2007-05-17 05:42:30 · 2 answers · asked by Eva P 2 in Arts & Humanities History

2 answers

I would say it played quite a significant role in ending apartheid. Realistically, the white government could have controlled the black South Africans for much longer than they did if apartheid was to be ended for internal reasons alone. A huge part of South Africa's international strength was the Cold War. America and many of its allies were convinced that white control in South Africa was the key to preventing the spread of communism in the African continent. I think the end of the Cold War was a huge contributing factor to the end of apartheid. Furthermore, South Africa was a huge investment frontier during the apartheid, investors were getting minimum returns of 15% annually! Although many acknowledged that apartheid was wrong, 15% returns were hard to avoid. Also, living conditions for the whites in South Africa even exceeded the living standard in Southern California for much of the 1960's until the early 1980's. I think the economic embargo's by the UN eventually began to hurt the South African economy by the mid 1980's. People began to pull their investments in favor of the "Asian tigers". Investment was a key to economic stability in South Africa, since their key industries required huge investment to run efficiently (gold and diamonds especially). Sudan isn't getting much foreign investment support right now (at least not on a comparable scale of South Africa). The economy in Sudan is very reliant on agriculture, not industry or commerce like South Africa. I'm skeptical that divestment will correct the situation in Sudan.

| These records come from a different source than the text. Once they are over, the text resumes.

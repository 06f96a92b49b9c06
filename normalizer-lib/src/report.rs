//! Diagnostic side channel for the ingestion pipeline.
//!
//! The pipeline never logs on its own; it calls the [`Reporter`] it was
//! built with. Every method has a no-op default so implementations only
//! override the events they care about.

use std::path::PathBuf;

use crate::error::{IngestError, Stage};
use crate::utils::write_error_to_log;

pub trait Reporter: Send + Sync {
    /// Byte intake finished with `total` bytes buffered.
    fn bytes_received(&self, _total: u64) {}

    fn workbook_opened(&self, _sheet_count: usize, _sheet_name: &str) {}

    fn headers_normalized(&self, _headers: &[String]) {}

    fn batch_flushed(&self, _batch_len: usize, _total: usize) {}

    fn finished(&self, _records: usize, _skipped: usize) {}

    fn failed(&self, _stage: Stage, _error: &IngestError) {}
}

/// Discards every event.
#[derive(Debug, Default, Clone, Copy)]
pub struct NoopReporter;

impl Reporter for NoopReporter {}

/// Emits structured `tracing` events. Attach context such as the uploaded
/// filename with a span around the pipeline call.
#[derive(Debug, Default, Clone, Copy)]
pub struct TracingReporter;

impl Reporter for TracingReporter {
    fn bytes_received(&self, total: u64) {
        tracing::info!(bytes = total, "upload received");
    }

    fn workbook_opened(&self, sheet_count: usize, sheet_name: &str) {
        tracing::info!(sheet_count, sheet = sheet_name, "workbook loaded");
    }

    fn headers_normalized(&self, headers: &[String]) {
        tracing::info!(?headers, "normalized columns");
    }

    fn batch_flushed(&self, batch_len: usize, total: usize) {
        tracing::debug!(batch_len, total, "batch flushed");
    }

    fn finished(&self, records: usize, skipped: usize) {
        tracing::info!(records, skipped, "records processed");
    }

    fn failed(&self, stage: Stage, error: &IngestError) {
        if error.is_client_error() {
            tracing::warn!(%stage, %error, "upload rejected");
        } else {
            tracing::error!(%stage, %error, "upload failed");
        }
    }
}

/// Appends failures to an errors log file; other events are ignored.
#[derive(Debug, Clone)]
pub struct ErrorLogReporter {
    path: PathBuf,
}

impl ErrorLogReporter {
    pub fn new(path: impl Into<PathBuf>) -> Self {
        ErrorLogReporter { path: path.into() }
    }
}

impl Reporter for ErrorLogReporter {
    fn failed(&self, stage: Stage, error: &IngestError) {
        write_error_to_log(
            &self.path,
            &format!("Upload Ingestion Error ({stage})"),
            &error.to_string(),
        );
    }
}

/// Fans every event out to both reporters, first `A` then `B`.
impl<A: Reporter, B: Reporter> Reporter for (A, B) {
    fn bytes_received(&self, total: u64) {
        self.0.bytes_received(total);
        self.1.bytes_received(total);
    }

    fn workbook_opened(&self, sheet_count: usize, sheet_name: &str) {
        self.0.workbook_opened(sheet_count, sheet_name);
        self.1.workbook_opened(sheet_count, sheet_name);
    }

    fn headers_normalized(&self, headers: &[String]) {
        self.0.headers_normalized(headers);
        self.1.headers_normalized(headers);
    }

    fn batch_flushed(&self, batch_len: usize, total: usize) {
        self.0.batch_flushed(batch_len, total);
        self.1.batch_flushed(batch_len, total);
    }

    fn finished(&self, records: usize, skipped: usize) {
        self.0.finished(records, skipped);
        self.1.finished(records, skipped);
    }

    fn failed(&self, stage: Stage, error: &IngestError) {
        self.0.failed(stage, error);
        self.1.failed(stage, error);
    }
}

#[cfg(test)]
mod tests {
    use super::*;
    use std::fs;

    #[test]
    fn test_error_log_reporter_appends_failures() {
        let path = std::env::temp_dir().join(format!(
            "normalizer-lib-errors-{}.log",
            std::process::id()
        ));
        let _ = fs::remove_file(&path);

        let reporter = (NoopReporter, ErrorLogReporter::new(&path));
        reporter.failed(Stage::Intake, &IngestError::PayloadTooLarge { limit: 42 });
        reporter.failed(
            Stage::Decode,
            &IngestError::UnsupportedFormat("not a spreadsheet".to_string()),
        );

        let contents = fs::read_to_string(&path).unwrap();
        let _ = fs::remove_file(&path);

        assert!(contents.contains("Upload Ingestion Error (intake)"));
        assert!(contents.contains("maximum allowed size of 42 bytes"));
        assert!(contents.contains("Upload Ingestion Error (decode)"));
        assert!(contents.contains("not a spreadsheet"));
    }
}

2007-05-17 06:11:34 · answer #1 · answered by Anonymous · 1 0

"Which brings us to the final fable about economic sanctions: they just don’t work, supposedly. Indeed, this was Reagan's defense for violating the Act he signed into law. The Anti-Apartheid Act of 1986 (PL 99-440) imposed very weak economic sanctions against South Africa, with the provision that “if the President determine sthat significant progress toward ending the system of Apartheid and establishing a non-racial democracy in South Africa [has not been made by 1987]... the President shall [recommend which] ...additional measures should be imposed.” The Act specifically defined the evidence which would indicate sufficient progress: repeal of the state of emergency, release of all political prisoners, free participation in the political process to all groups. By 1987, they hadn’t occurred (they still haven't). Yet Reagan, agruing that “punitive sanctions are not the best way to bring freedom to South Africa,” violated the law and refused to impose additional sanctions."

"While Reagan, Crocker and many others including lately, George Bush, continued to argue that sanctions don’t work, the numbers indicated otherwise. Despite the fact that the sanctions imposed by the Act were riddled with loopholes (new investments were forbidden, for example, but new short-term financing was not), and despite the fact that of 40 corporations found by the General Accounting Office to have violated the sanctions, none were ever prosecuted, U.S. and worldwide sanctions effectively crippled the South African economy. Gerald De Koch, Chairman of the South African Reserve Bank, reported that sanctions cost the Republic of South Africa $7 billion between 1986 and 1990. The sanctions are the only reason Nelson Mandela is a free man today, and perhaps it is best to close with his comments upon his release."

" "We call on the international community to continue the campaign to isolate the apartheid regime. To lift sanctions now would be to run the risk of aborting the process towards the complete eradication of apartheid." "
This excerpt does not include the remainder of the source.